Bug and Priss check in

Among the folks whose e-mail got stuck in my Northeastern inbox were Bug and Ms. Priss, also known as Bryan and Bethany Love, the Appalachian Trail thru-hikers whom I wrote about on Aug. 19. They answered a few questions about their online trail journal, to which they post observations and photos.

Bryan, 32, is a hospital pharmacist. Bethany, 26, is an interior designer and home-furnishings specialist. They e-mailed me on Sept. 1 from a hostel in Andover, Maine. Without any further ado:

Q: Why did you decide to record your thoughts and photos on the Internet during your thru-hike?

A: We wanted a lasting journal for ourselves, and we also wanted our families & friends to share in our experiences. Most people don’t understand what the AT experience is like, so we’re also trying to educate & encourage our audience to get out and hike.

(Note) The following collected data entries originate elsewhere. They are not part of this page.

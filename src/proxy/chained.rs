//! Chained upstream proxy connector.
//!
//! # Responsibilities
//! - Delegate plain request forwarding to a chained proxy (absolute-form
//!   requests over HTTP/1.1)
//! - Negotiate CONNECT tunnels with the chained proxy
//! - Apply configured proxy headers and default headers on the chained hop

use async_trait::async_trait;
use bytes::Bytes;
use http_body_util::BodyExt;
use hyper::header::HeaderMap;
use hyper::{Request, Response, Uri};
use hyper_util::rt::TokioIo;
use tokio::io::AsyncWriteExt;
use tokio::net::TcpStream;

use crate::engine::context::ProxyBody;
use crate::engine::error::UpstreamError;
use crate::net::connection::{read_head, Rewind, MAX_HEADERS, MAX_HEAD_BYTES};
use crate::proxy::Upstream;
use crate::relay::Link;

/// Upstream variant that routes everything through a chained proxy instead
/// of contacting origins directly.
pub struct ChainedUpstream {
    host: String,
    port: u16,
    proxy_headers: HeaderMap,
    default_headers: HeaderMap,
}

impl ChainedUpstream {
    /// Build from the chained proxy endpoint URL. The URL must carry a host;
    /// the port defaults to 80.
    pub fn new(
        endpoint: &Uri,
        proxy_headers: HeaderMap,
        default_headers: HeaderMap,
    ) -> Option<Self> {
        let host = endpoint.host()?.to_string();
        let port = endpoint.port_u16().unwrap_or(80);
        Some(Self {
            host,
            port,
            proxy_headers,
            default_headers,
        })
    }

    async fn open(&self) -> Result<TcpStream, UpstreamError> {
        let stream = TcpStream::connect((self.host.as_str(), self.port)).await?;
        Ok(stream)
    }
}

#[async_trait]
impl Upstream for ChainedUpstream {
    async fn request(
        &self,
        mut req: Request<ProxyBody>,
    ) -> Result<Response<ProxyBody>, UpstreamError> {
        let stream = self.open().await?;
        let io = TokioIo::new(stream);
        let (mut sender, conn) = hyper::client::conn::http1::Builder::new()
            .preserve_header_case(true)
            .title_case_headers(true)
            .handshake(io)
            .await
            .map_err(|err| UpstreamError::from_error(&err))?;
        tokio::spawn(async move {
            if let Err(err) = conn.await {
                tracing::debug!(error = %err, "chained proxy connection ended");
            }
        });

        for (name, value) in self.default_headers.iter() {
            if !req.headers().contains_key(name) {
                req.headers_mut().insert(name, value.clone());
            }
        }
        for (name, value) in self.proxy_headers.iter() {
            req.headers_mut().insert(name, value.clone());
        }

        let response = sender
            .send_request(req)
            .await
            .map_err(|err| UpstreamError::from_error(&err))?;
        Ok(response.map(|body| body.boxed()))
    }

    async fn connect(&self, host: &str, port: u16) -> Result<Box<dyn Link>, UpstreamError> {
        // Bracket IPv6 literals in the authority we send to the proxy.
        let target = if host.contains(':') {
            format!("[{host}]:{port}")
        } else {
            format!("{host}:{port}")
        };

        let mut stream = self.open().await?;
        let mut handshake = format!("CONNECT {target} HTTP/1.1\r\nHost: {target}\r\n");
        for (name, value) in self.proxy_headers.iter() {
            if let Ok(value) = value.to_str() {
                handshake.push_str(name.as_str());
                handshake.push_str(": ");
                handshake.push_str(value);
                handshake.push_str("\r\n");
            }
        }
        handshake.push_str("\r\n");
        stream.write_all(handshake.as_bytes()).await?;

        let (buf, head_end) = read_head(&mut stream, MAX_HEAD_BYTES)
            .await
            .map_err(|err| UpstreamError::new(format!("chained proxy CONNECT failed: {err}")))?;

        let mut headers = [httparse::EMPTY_HEADER; MAX_HEADERS];
        let mut response = httparse::Response::new(&mut headers);
        response
            .parse(&buf[..head_end])
            .map_err(|err| UpstreamError::new(format!("chained proxy CONNECT failed: {err}")))?;
        let code = response.code.unwrap_or(0);
        if !(200..300).contains(&code) {
            return Err(UpstreamError::new(format!(
                "chained proxy refused CONNECT: {code}"
            )));
        }

        // Bytes the proxy sent past its response head belong to the tunnel.
        let mut head: Bytes = buf.freeze();
        let leftover = head.split_off(head_end);
        if leftover.is_empty() {
            Ok(Box::new(stream))
        } else {
            Ok(Box::new(Rewind::new(leftover, stream)))
        }
    }
}
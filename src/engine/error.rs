//! Error taxonomy for the dispatch engine.
//!
//! # Responsibilities
//! - Classify failures as client faults, upstream faults, or internal faults
//! - Decide which error messages may be shown to the client
//! - Carry a final state snapshot on the observability channel

use hyper::StatusCode;
use thiserror::Error;

use crate::engine::context::State;

/// Failure raised by the upstream connector while contacting the origin or
/// the chained proxy. The message is the flattened source chain of the
/// underlying error so clients see "connection refused" rather than a
/// generic wrapper.
#[derive(Debug, Error)]
#[error("{message}")]
pub struct UpstreamError {
    message: String,
}

impl UpstreamError {
    pub fn new(message: impl Into<String>) -> Self {
        Self {
            message: message.into(),
        }
    }

    /// Build from any error, flattening its source chain into the message.
    pub fn from_error(err: &(dyn std::error::Error + 'static)) -> Self {
        let mut message = err.to_string();
        let mut source = err.source();
        while let Some(err) = source {
            message.push_str(": ");
            message.push_str(&err.to_string());
            source = err.source();
        }
        Self { message }
    }
}

impl From<std::io::Error> for UpstreamError {
    fn from(err: std::io::Error) -> Self {
        Self {
            message: err.to_string(),
        }
    }
}

/// Error raised inside the middleware chain.
///
/// `Client` and `Upstream` are exposed: their message is returned to the
/// client verbatim. `Internal` is never exposed; the client only sees the
/// status code.
#[derive(Debug, Error)]
pub enum ProxyError {
    /// The client sent something unusable (malformed target URI, host:port).
    #[error("{message}")]
    Client { status: StatusCode, message: String },

    /// The upstream connector failed during request or connect.
    #[error("{0}")]
    Upstream(#[from] UpstreamError),

    /// Anything else thrown inside a middleware.
    #[error("{0}")]
    Internal(String),
}

impl ProxyError {
    pub fn bad_request(message: impl Into<String>) -> Self {
        Self::Client {
            status: StatusCode::BAD_REQUEST,
            message: message.into(),
        }
    }

    pub fn internal(message: impl Into<String>) -> Self {
        Self::Internal(message.into())
    }

    pub fn status(&self) -> StatusCode {
        match self {
            Self::Client { status, .. } => *status,
            Self::Upstream(_) | Self::Internal(_) => StatusCode::INTERNAL_SERVER_ERROR,
        }
    }

    /// Whether the message is safe to return to the client.
    pub fn exposed(&self) -> bool {
        !matches!(self, Self::Internal(_))
    }
}

impl From<std::io::Error> for ProxyError {
    fn from(err: std::io::Error) -> Self {
        Self::Internal(err.to_string())
    }
}

/// Delivered on the engine's error channel for every failure, whether or not
/// the message was exposed to the client.
#[derive(Debug, Clone)]
pub struct ErrorEvent {
    pub status: u16,
    pub exposed: bool,
    pub message: String,
    /// Snapshot of the context state at the time the error surfaced.
    pub state: State,
}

Q: How do you do it – that is, hardware, software, Net connection and the like?

A: We use a Pocketmail (www.pocketmail.com) device to send our journals to my best friend who then uploads them to our TJ website. The device sends the emails via built-in modem after dialing a 1-800 number. The device weighs ~8 oz, which is an important factor for most AT hikers. Photos are more difficult to get onto the site. We usually wait until we are in a large town and have CD’s made which we then mail back and are uploaded by the same friend.

Q: In what ways do you think doing this enhances your experience?

A: It forces us to think about our daily experience, so I think our memories will be more vivid. The pocketmail device has definitely been a conversation starter.

Q: Can you think of any ways in which it detracts from your hike?

A: Time … it definitely takes more time than we thought it would. After a long day of hiking, it is hard to be disciplined and journal.

Q: How many readers do you have?

A: We have had almost 36,000 hits on our website. I would guess we have had 100-200 readers.

Q: When do you plan to reach Katahdin? Are you planning anything special for
your online audience when that happens?

A: We estimate summiting on/around 9/20. We’d love to post our final journal the day we summit. We’re also planning to submit a few post-hike journals detailing our reacclimation back into society.